Par un arrêt rendu le 7 septembre 2017, la Cour de justice de l’Union européenne s’est prononcée sur les conditions de qualification d’une mesure nationale en aide d’État, et plus particulièrement sur l’exigence de motivation du critère de sélectivité. En l’espèce, les autorités d’un État membre avaient mis en place un financement public pour assurer le déploiement de la télévision numérique terrestre dans des zones géographiques éloignées et moins urbanisées. Une société privée, opérateur d’une plateforme de radiodiffusion satellitaire, a déposé une plainte auprès de la Commission européenne, considérant que ce financement constituait une aide d’État illégale favorisant la technologie terrestre au détriment de la sienne.

Par une décision du 19 juin 2013, la Commission a qualifié la mesure d’aide d’État incompatible avec le marché intérieur, au motif principal qu’elle ne respectait pas le principe de neutralité technologique. Elle a par conséquent ordonné la récupération de l’aide auprès de ses bénéficiaires. Une communauté autonome et une entreprise publique chargées du déploiement du réseau terrestre ont saisi le Tribunal de l’Union européenne d’un recours en annulation de cette décision. Par un arrêt du 26 novembre 2015, le Tribunal a rejeté leurs recours. Les requérantes ont alors formé un pourvoi devant la Cour de justice, contestant l’appréciation du Tribunal sur plusieurs points, dont la qualification d’aide d’État et le caractère sélectif de la mesure.

Le problème de droit soumis à la Cour de justice consistait donc à déterminer si la Commission, pour établir le caractère sélectif d’une mesure, est tenue de motiver sa décision en expliquant en quoi les entreprises bénéficiaires se trouvent dans une situation factuelle et juridique comparable à celles qui en sont exclues. De manière subsidiaire, il s’agissait de savoir si l’absence d’une telle motivation constitue un vice de forme substantiel de nature à entraîner l’annulation de la décision.

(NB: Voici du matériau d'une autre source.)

//! The job model: what to transform and how.

use serde::{Deserialize, Serialize};
use std::path::{Path, PathBuf};

use crate::error::{Error, Result};

/// Coefficients for the colour-correction stage.
///
/// Unspecified coefficients default to the neutral values of the `eq`
/// filter (brightness 0, contrast 1, saturation 1).
#[derive(Debug, Clone, Copy, PartialEq, Serialize, Deserialize)]
#[serde(default)]
pub struct ColorAdjustment {
    pub brightness: f64,
    pub contrast: f64,
    pub saturation: f64,
}

impl Default for ColorAdjustment {
    fn default() -> Self {
        Self {
            brightness: 0.0,
            contrast: 1.0,
            saturation: 1.0,
        }
    }
}

/// Tuning options for a single job.
///
/// Every optional stage is enabled by the presence of its option.
#[derive(Debug, Clone, Default, PartialEq, Serialize, Deserialize)]
#[serde(default)]
pub struct PipelineOptions {
    /// Resample-rate multiplier applied to the audio track.
    #[serde(skip_serializing_if = "Option::is_none")]
    pub pitch_factor: Option<f64>,
    /// Clockwise rotation in degrees.
    #[serde(skip_serializing_if = "Option::is_none")]
    pub rotation_degrees: Option<f64>,
    /// Colour correction coefficients.
    #[serde(skip_serializing_if = "Option::is_none")]
    pub color_adjustment: Option<ColorAdjustment>,
    /// Replace the original audio even when the video already has some.
    pub override_audio: bool,
}

impl PipelineOptions {
    /// Reject values the engine cannot act on.
    pub fn validate(&self) -> Result<()> {
        if let Some(factor) = self.pitch_factor {
            if !factor.is_finite() || factor <= 0.0 {
                return Err(Error::configuration(format!(
                    "pitch factor must be a positive number, got {factor}"
                )));
            }
        }

        if let Some(degrees) = self.rotation_degrees {
            if !degrees.is_finite() {
                return Err(Error::configuration(format!(
                    "rotation must be a finite number of degrees, got {degrees}"
                )));
            }
        }

        if let Some(color) = &self.color_adjustment {
            for (name, value) in [
                ("brightness", color.brightness),
                ("contrast", color.contrast),
                ("saturation", color.saturation),
            ] {
                if !value.is_finite() {
                    return Err(Error::configuration(format!(
                        "color {name} must be a finite number, got {value}"
                    )));
                }
            }
        }

        Ok(())
    }

    /// The rotation to apply, treating a zero angle as no rotation.
    pub fn effective_rotation(&self) -> Option<f64> {
        self.rotation_degrees.filter(|d| *d != 0.0)
    }
}

/// Identifies one processing job.
#[derive(Debug, Clone, PartialEq, Serialize, Deserialize)]
pub struct PipelineRequest {
    /// The input video. Never modified.
    pub source_video: PathBuf,
    /// Optional audio track to overlay.
    #[serde(default, skip_serializing_if = "Option::is_none")]
    pub replacement_audio: Option<PathBuf>,
    /// Where the finished artifact is written.
    pub final_output: PathBuf,
    #[serde(default)]
    pub options: PipelineOptions,
}

impl PipelineRequest {
    /// Create a request with no optional stages.
    pub fn new(source_video: impl Into<PathBuf>, final_output: impl Into<PathBuf>) -> Self {
        Self {
            source_video: source_video.into(),
            replacement_audio: None,
            final_output: final_output.into(),
            options: PipelineOptions::default(),
        }
    }

    /// Create a request whose output lands in `output_dir`, named after the
    /// source file with the given container extension.
    pub fn into_directory(
        source_video: impl Into<PathBuf>,
        output_dir: &Path,
        container: &str,
    ) -> Result<Self> {
        let source_video = source_video.into();
        let stem = source_video.file_stem().ok_or_else(|| {
            Error::configuration(format!(
                "cannot derive an output name from {}",
                source_video.display()
            ))
        })?;

        let mut file_name = stem.to_os_string();
        file_name.push(".");
        file_name.push(container);
        let final_output = output_dir.join(file_name);

        Ok(Self::new(source_video, final_output))
    }

    /// Builder: overlay the given audio track.
    pub fn with_replacement_audio(mut self, audio: impl Into<PathBuf>) -> Self {
        self.replacement_audio = Some(audio.into());
        self
    }

    /// Builder: set the tuning options.
    pub fn with_options(mut self, options: PipelineOptions) -> Self {
        self.options = options;
        self
    }
}

#[cfg(test)]
mod tests {
    use super::*;
    use assert_matches::assert_matches;

    #[test]
    fn default_options_are_valid() {
        assert!(PipelineOptions::default().validate().is_ok());
    }

    #[test]
    fn non_positive_pitch_is_rejected() {
        for factor in [0.0, -1.5, f64::NAN, f64::INFINITY] {
            let options = PipelineOptions {
                pitch_factor: Some(factor),
                ..Default::default()
            };
            assert_matches!(options.validate(), Err(Error::Configuration(_)));
        }
    }

    #[test]
    fn non_finite_color_is_rejected() {
        let options = PipelineOptions {
            color_adjustment: Some(ColorAdjustment {
                contrast: f64::NAN,
                ..Default::default()
            }),
            ..Default::default()
        };
        let err = options.validate().unwrap_err();
        assert!(err.to_string().contains("contrast"), "got: {err}");
    }

    #[test]
    fn zero_rotation_is_not_effective() {
        let mut options = PipelineOptions {
            rotation_degrees: Some(0.0),
            ..Default::default()
        };
        assert_eq!(options.effective_rotation(), None);
        options.rotation_degrees = Some(90.0);
        assert_eq!(options.effective_rotation(), Some(90.0));
    }

    #[test]
    fn color_adjustment_defaults_missing_fields() {
        let color: ColorAdjustment = serde_json::from_str(r#"{"brightness": 0.3}"#).unwrap();
        assert_eq!(color.brightness, 0.3);
        assert_eq!(color.contrast, 1.0);
        assert_eq!(color.saturation, 1.0);
    }

    #[test]
    fn into_directory_uses_source_stem() {
        let req =
            PipelineRequest::into_directory("/media/in/item.webm", Path::new("/media/out"), "mp4")
                .unwrap();
        assert_eq!(req.final_output, PathBuf::from("/media/out/item.mp4"));
        assert_eq!(req.source_video, PathBuf::from("/media/in/item.webm"));
    }

    #[test]
    fn into_directory_rejects_stemless_source() {
        let result = PipelineRequest::into_directory("/", Path::new("/out"), "mp4");
        assert_matches!(result, Err(Error::Configuration(_)));
    }

    #[test]
    fn request_deserializes_with_defaults() {
        let req: PipelineRequest = serde_json::from_str(
            r#"{"source_video": "a.webm", "final_output": "b.mp4"}"#,
        )
        .unwrap();
        assert!(req.replacement_audio.is_none());
        assert_eq!(req.options, PipelineOptions::default());
    }
}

La Cour de justice répond par l’affirmative à ces deux questions. Elle juge que le raisonnement du Tribunal, qui a validé la motivation lacunaire de la Commission, est « entaché d’une erreur de droit ». Elle annule par conséquent l’arrêt du Tribunal. Statuant ensuite définitivement sur le litige, elle annule la décision de la Commission pour violation des formes substantielles, en raison d’un défaut de motivation concernant l’appréciation de la sélectivité de la mesure. La solution retenue par la Cour réaffirme ainsi l’importance formelle et substantielle de la motivation du critère de sélectivité (I), entraînant l’annulation de l’acte de la Commission pour défaut de contrôle juridictionnel adéquat par le Tribunal (II).

I. L’exigence réaffirmée d’une motivation circonstanciée du critère de sélectivité

La Cour de justice rappelle que l’appréciation de la sélectivité ne saurait se satisfaire d’une simple constatation formelle, mais exige une analyse comparative rigoureuse (A), dont l’absence constitue un vice de procédure fondamental (B).

A. Le rejet d’une présomption de sélectivité pour les mesures sectorielles

La Cour de justice censure l’approche adoptée par la Commission et validée par le Tribunal, qui consistait à déduire la sélectivité du simple fait que la mesure ne bénéficiait qu’au secteur de la radiodiffusion et, au sein de ce secteur, uniquement aux entreprises utilisant la technologie terrestre. La Cour rappelle fermement qu’une telle approche est insuffisante pour caractériser la sélectivité au sens de l’article 107, paragraphe 1, du Traité sur le fonctionnement de l’Union européenne. Elle énonce en effet qu’« une mesure dont ne bénéficie qu’un secteur d’activité ou une partie des entreprises de ce secteur n’est pas nécessairement sélective ». Pour qu’elle le soit, il est impératif de démontrer que la mesure avantage certaines entreprises par rapport à d’autres se trouvant « dans une situation factuelle et juridique comparable » au regard de l’objectif poursuivi par le régime en cause.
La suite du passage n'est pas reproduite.